The output should be every line below that includes the word "ApiError".

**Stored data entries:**
- Opening Delimiter -

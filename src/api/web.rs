//! HTTP transport: drives the News updater endpoints with basic-auth GET
//! requests.

use std::time::Duration;

use async_trait::async_trait;
use reqwest::Client;
use tracing::info;
use url::Url;

use super::{parse_feed_list, ApiLevel, FeedJob, FeedSource, FeedUpdater};
use crate::errors::{ApiError, ApiResult};

/// Timeout for hook and feed-list requests. Single feed updates use the
/// configured per-item timeout instead.
const DEFAULT_REQUEST_TIMEOUT: Duration = Duration::from_secs(5 * 60);

/// The updater endpoints of one News installation and API level.
#[derive(Debug, Clone)]
pub struct WebApi {
    level: ApiLevel,
    before_update_url: Url,
    all_feeds_url: Url,
    update_url: Url,
    after_update_url: Url,
}

impl WebApi {
    pub fn new(base_url: &str, level: ApiLevel) -> ApiResult<Self> {
        let mut base = base_url.to_string();
        if !base.ends_with('/') {
            base.push('/');
        }
        // the News 15 format change only affected the console API; over
        // HTTP it uses the v1-2 endpoints
        let (root, before, all, update, after) = match level {
            ApiLevel::V2 => (
                format!("{base}index.php/apps/news/api/v2"),
                "updater/before-update",
                "updater/all-feeds",
                "updater/update-feed",
                "updater/after-update",
            ),
            ApiLevel::V12 | ApiLevel::V15 => (
                format!("{base}index.php/apps/news/api/v1-2"),
                "cleanup/before-update",
                "feeds/all",
                "feeds/update",
                "cleanup/after-update",
            ),
        };
        let endpoint = |suffix: &str| -> ApiResult<Url> {
            let url = format!("{root}/{suffix}");
            Url::parse(&url).map_err(|source| ApiError::InvalidUrl { url, source })
        };
        Ok(Self {
            level,
            before_update_url: endpoint(before)?,
            all_feeds_url: endpoint(all)?,
            update_url: endpoint(update)?,
            after_update_url: endpoint(after)?,
        })
    }

    pub fn before_update_url(&self) -> &Url {
        &self.before_update_url
    }

    pub fn all_feeds_url(&self) -> &Url {
        &self.all_feeds_url
    }

    pub fn after_update_url(&self) -> &Url {
        &self.after_update_url
    }

    /// Update URL for one feed. The query-pair order is fixed.
    pub fn update_feed_url(&self, job: &FeedJob) -> Url {
        let mut url = self.update_url.clone();
        url.query_pairs_mut()
            .append_pair("userId", &job.user_id)
            .append_pair("feedId", &job.feed_id.to_string());
        url
    }
}

/// Feed source and updater backed by the News HTTP API.
pub struct WebUpdater {
    api: WebApi,
    client: Client,
    user: String,
    password: String,
    update_timeout: Option<Duration>,
}

impl WebUpdater {
    pub fn new(
        base_url: &str,
        user: &str,
        password: &str,
        level: ApiLevel,
        timeout_seconds: u64,
    ) -> ApiResult<Self> {
        Ok(Self {
            api: WebApi::new(base_url, level)?,
            client: Client::builder().build()?,
            user: user.to_string(),
            password: password.to_string(),
            update_timeout: (timeout_seconds > 0).then(|| Duration::from_secs(timeout_seconds)),
        })
    }

    async fn get(&self, url: Url, timeout: Option<Duration>) -> ApiResult<String> {
        let mut request = self
            .client
            .get(url.clone())
            .basic_auth(&self.user, Some(&self.password));
        if let Some(limit) = timeout {
            request = request.timeout(limit);
        }
        let response = request.send().await?;
        let status = response.status();
        if !status.is_success() {
            return Err(ApiError::HttpStatus {
                status: status.as_u16(),
                url: url.to_string(),
            });
        }
        Ok(response.text().await?)
    }
}

#[async_trait]
impl FeedSource for WebUpdater {
    async fn before_update(&self) -> ApiResult<()> {
        info!("Calling before update url: {}", self.api.before_update_url);
        self.get(
            self.api.before_update_url.clone(),
            Some(DEFAULT_REQUEST_TIMEOUT),
        )
        .await
        .map(drop)
    }

    async fn all_feeds(&self) -> ApiResult<Vec<FeedJob>> {
        info!("Calling all feeds url: {}", self.api.all_feeds_url);
        let payload = self
            .get(self.api.all_feeds_url.clone(), Some(DEFAULT_REQUEST_TIMEOUT))
            .await?;
        info!("Received these feeds to update: {}", payload.trim());
        parse_feed_list(self.api.level, &payload)
    }

    async fn after_update(&self) -> ApiResult<()> {
        info!("Calling after update url: {}", self.api.after_update_url);
        self.get(
            self.api.after_update_url.clone(),
            Some(DEFAULT_REQUEST_TIMEOUT),
        )
        .await
        .map(drop)
    }
}

#[async_trait]
impl FeedUpdater for WebUpdater {
    async fn update_feed(&self, job: &FeedJob) -> ApiResult<()> {
        let url = self.api.update_feed_url(job);
        info!("Calling update url: {url}");
        self.get(url, self.update_timeout).await.map(drop)
    }
}

#[cfg(test)]
mod tests {
    use super::*;

    #[test]
    fn builds_v12_endpoints() {
        let api = WebApi::new("http://google.de", ApiLevel::V12).unwrap();
        assert_eq!(
            api.before_update_url().as_str(),
            "http://google.de/index.php/apps/news/api/v1-2/cleanup/before-update"
        );
        assert_eq!(
            api.all_feeds_url().as_str(),
            "http://google.de/index.php/apps/news/api/v1-2/feeds/all"
        );
        assert_eq!(
            api.after_update_url().as_str(),
            "http://google.de/index.php/apps/news/api/v1-2/cleanup/after-update"
        );
    }

    #[test]
    fn builds_v2_endpoints() {
        let api = WebApi::new("http://google.de", ApiLevel::V2).unwrap();
        assert_eq!(
            api.before_update_url().as_str(),
            "http://google.de/index.php/apps/news/api/v2/updater/before-update"
        );
        assert_eq!(
            api.all_feeds_url().as_str(),
            "http://google.de/index.php/apps/news/api/v2/updater/all-feeds"
        );
        assert_eq!(
            api.after_update_url().as_str(),
            "http://google.de/index.php/apps/news/api/v2/updater/after-update"
        );
    }

    #[test]
    fn v15_uses_v12_endpoints() {
        let api = WebApi::new("http://google.de", ApiLevel::V15).unwrap();
        assert_eq!(
            api.all_feeds_url().as_str(),
            "http://google.de/index.php/apps/news/api/v1-2/feeds/all"
        );
    }

    #[test]
    fn update_url_has_fixed_query_order() {
        let api = WebApi::new("http://google.de", ApiLevel::V12).unwrap();
        let url = api.update_feed_url(&FeedJob::new(2, "deb"));
        assert_eq!(
            url.as_str(),
            "http://google.de/index.php/apps/news/api/v1-2/feeds/update?userId=deb&feedId=2"
        );
    }

    #[test]
    fn keeps_existing_trailing_slash() {
        let with_slash = WebApi::new("http://google.de/", ApiLevel::V12).unwrap();
        let without_slash = WebApi::new("http://google.de", ApiLevel::V12).unwrap();
        assert_eq!(
            with_slash.all_feeds_url().as_str(),
            without_slash.all_feeds_url().as_str()
        );
    }

    #[test]
    fn subdirectory_installs_keep_their_path() {
        let api = WebApi::new("https://example.com/cloud", ApiLevel::V12).unwrap();
        assert_eq!(
            api.all_feeds_url().as_str(),
            "https://example.com/cloud/index.php/apps/news/api/v1-2/feeds/all"
        );
    }

    #[test]
    fn rejects_unparseable_base_url() {
        assert!(matches!(
            WebApi::new("not a url", ApiLevel::V12),
            Err(ApiError::InvalidUrl { .. })
        ));
    }

    #[test]
    fn query_values_are_percent_encoded() {
        let api = WebApi::new("http://google.de", ApiLevel::V2).unwrap();
        let url = api.update_feed_url(&FeedJob::new(9, "user name"));
        assert_eq!(
            url.as_str(),
            "http://google.de/index.php/apps/news/api/v2/updater/update-feed?userId=user+name&feedId=9"
        );
    }
}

- Closing Delimiter -

**Your response:**
use crate::errors::{ApiError, ApiResult};
            Url::parse(&url).map_err(|source| ApiError::InvalidUrl { url, source })
            return Err(ApiError::HttpStatus {
            Err(ApiError::InvalidUrl { .. })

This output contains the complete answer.